- Required work -
The result should be every line in the material below containing the string "merged".

:: Available data

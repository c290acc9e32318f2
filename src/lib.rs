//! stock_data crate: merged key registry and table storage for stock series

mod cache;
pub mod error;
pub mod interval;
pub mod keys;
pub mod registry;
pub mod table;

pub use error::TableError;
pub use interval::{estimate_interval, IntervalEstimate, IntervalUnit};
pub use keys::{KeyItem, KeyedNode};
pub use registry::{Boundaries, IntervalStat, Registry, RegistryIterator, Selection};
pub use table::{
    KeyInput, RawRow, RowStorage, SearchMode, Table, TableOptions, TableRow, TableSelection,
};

::::
:: Available data

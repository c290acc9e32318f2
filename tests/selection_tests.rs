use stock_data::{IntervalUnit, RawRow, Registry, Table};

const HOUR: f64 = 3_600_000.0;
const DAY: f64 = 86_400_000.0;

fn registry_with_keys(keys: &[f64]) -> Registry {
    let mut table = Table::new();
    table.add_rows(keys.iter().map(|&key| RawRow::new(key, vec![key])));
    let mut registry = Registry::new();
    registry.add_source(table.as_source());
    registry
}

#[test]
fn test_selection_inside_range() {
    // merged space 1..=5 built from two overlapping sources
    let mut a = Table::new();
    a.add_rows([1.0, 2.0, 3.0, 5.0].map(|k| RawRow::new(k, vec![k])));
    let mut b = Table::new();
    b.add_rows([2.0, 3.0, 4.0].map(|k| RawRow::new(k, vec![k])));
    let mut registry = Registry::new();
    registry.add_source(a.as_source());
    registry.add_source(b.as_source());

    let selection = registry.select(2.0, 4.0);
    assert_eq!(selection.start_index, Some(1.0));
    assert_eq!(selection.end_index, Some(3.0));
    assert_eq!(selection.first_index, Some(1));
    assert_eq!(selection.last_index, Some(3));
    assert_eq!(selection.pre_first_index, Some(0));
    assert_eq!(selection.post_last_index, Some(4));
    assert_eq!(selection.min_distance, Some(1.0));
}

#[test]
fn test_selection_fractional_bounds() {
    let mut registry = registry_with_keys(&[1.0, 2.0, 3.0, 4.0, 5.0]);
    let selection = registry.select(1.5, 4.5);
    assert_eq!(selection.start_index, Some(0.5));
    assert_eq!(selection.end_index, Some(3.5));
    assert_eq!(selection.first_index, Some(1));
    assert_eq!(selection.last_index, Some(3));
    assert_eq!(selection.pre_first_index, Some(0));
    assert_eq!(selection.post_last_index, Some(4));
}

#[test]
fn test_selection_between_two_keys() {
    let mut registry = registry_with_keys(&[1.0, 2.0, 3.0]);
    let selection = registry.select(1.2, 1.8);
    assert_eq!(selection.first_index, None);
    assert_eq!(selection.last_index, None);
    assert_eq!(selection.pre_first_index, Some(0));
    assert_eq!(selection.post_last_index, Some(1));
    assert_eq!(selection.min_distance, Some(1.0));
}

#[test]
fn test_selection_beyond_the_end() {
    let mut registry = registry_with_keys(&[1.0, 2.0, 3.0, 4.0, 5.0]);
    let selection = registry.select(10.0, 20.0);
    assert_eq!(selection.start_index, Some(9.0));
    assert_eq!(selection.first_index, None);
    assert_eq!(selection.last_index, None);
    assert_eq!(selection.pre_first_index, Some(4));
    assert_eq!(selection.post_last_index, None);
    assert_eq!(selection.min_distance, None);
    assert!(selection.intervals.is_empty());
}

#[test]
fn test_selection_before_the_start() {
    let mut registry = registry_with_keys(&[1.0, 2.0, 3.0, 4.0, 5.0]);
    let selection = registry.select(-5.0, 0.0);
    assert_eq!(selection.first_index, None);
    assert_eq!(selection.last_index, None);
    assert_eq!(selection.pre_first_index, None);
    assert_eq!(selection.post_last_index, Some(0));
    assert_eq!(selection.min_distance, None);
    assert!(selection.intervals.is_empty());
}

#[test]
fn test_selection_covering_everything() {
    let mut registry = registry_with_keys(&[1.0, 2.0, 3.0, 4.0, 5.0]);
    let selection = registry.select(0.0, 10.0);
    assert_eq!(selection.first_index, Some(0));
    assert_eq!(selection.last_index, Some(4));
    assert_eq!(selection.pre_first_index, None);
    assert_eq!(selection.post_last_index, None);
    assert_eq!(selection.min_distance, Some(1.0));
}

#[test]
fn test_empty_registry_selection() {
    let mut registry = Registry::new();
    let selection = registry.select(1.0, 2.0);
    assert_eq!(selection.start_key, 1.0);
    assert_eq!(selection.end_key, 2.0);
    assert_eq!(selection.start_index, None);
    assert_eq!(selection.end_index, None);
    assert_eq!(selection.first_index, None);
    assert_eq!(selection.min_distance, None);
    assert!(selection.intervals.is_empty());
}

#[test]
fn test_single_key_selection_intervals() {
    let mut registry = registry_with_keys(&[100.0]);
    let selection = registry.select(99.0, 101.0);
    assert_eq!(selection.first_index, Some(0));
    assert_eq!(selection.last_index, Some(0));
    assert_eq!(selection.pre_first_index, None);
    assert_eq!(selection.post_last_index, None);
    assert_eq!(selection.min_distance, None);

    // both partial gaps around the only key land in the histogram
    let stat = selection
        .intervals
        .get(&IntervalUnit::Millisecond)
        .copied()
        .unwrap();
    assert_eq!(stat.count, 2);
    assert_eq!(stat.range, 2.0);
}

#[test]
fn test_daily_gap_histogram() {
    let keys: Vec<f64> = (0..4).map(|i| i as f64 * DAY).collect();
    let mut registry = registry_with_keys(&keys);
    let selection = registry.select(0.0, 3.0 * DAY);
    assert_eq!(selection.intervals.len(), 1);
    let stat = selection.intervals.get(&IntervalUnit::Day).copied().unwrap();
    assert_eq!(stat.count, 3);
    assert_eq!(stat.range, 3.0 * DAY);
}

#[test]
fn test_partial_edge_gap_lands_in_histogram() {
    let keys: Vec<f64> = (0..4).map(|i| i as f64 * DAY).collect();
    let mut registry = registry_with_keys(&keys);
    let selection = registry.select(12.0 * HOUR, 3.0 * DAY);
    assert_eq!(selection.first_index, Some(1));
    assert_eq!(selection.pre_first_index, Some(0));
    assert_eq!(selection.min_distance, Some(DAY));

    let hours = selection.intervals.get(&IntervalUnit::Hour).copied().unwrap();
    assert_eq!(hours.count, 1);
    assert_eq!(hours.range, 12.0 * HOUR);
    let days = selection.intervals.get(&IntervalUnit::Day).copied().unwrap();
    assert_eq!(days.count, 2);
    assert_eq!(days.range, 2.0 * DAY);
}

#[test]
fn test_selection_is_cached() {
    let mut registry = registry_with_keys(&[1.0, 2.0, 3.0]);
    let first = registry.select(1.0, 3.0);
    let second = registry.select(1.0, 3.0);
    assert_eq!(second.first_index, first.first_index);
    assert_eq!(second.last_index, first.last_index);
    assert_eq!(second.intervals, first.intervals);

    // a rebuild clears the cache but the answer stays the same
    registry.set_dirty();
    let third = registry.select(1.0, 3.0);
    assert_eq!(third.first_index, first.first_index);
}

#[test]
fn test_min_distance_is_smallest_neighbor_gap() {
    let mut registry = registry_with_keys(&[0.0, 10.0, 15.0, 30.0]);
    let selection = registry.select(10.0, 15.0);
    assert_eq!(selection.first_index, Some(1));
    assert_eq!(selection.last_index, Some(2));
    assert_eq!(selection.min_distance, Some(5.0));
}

::::

- Answer to this problem -
//! stock_data crate: merged key registry and table storage for stock series
    // merged space 1..=5 built from two overlapping sources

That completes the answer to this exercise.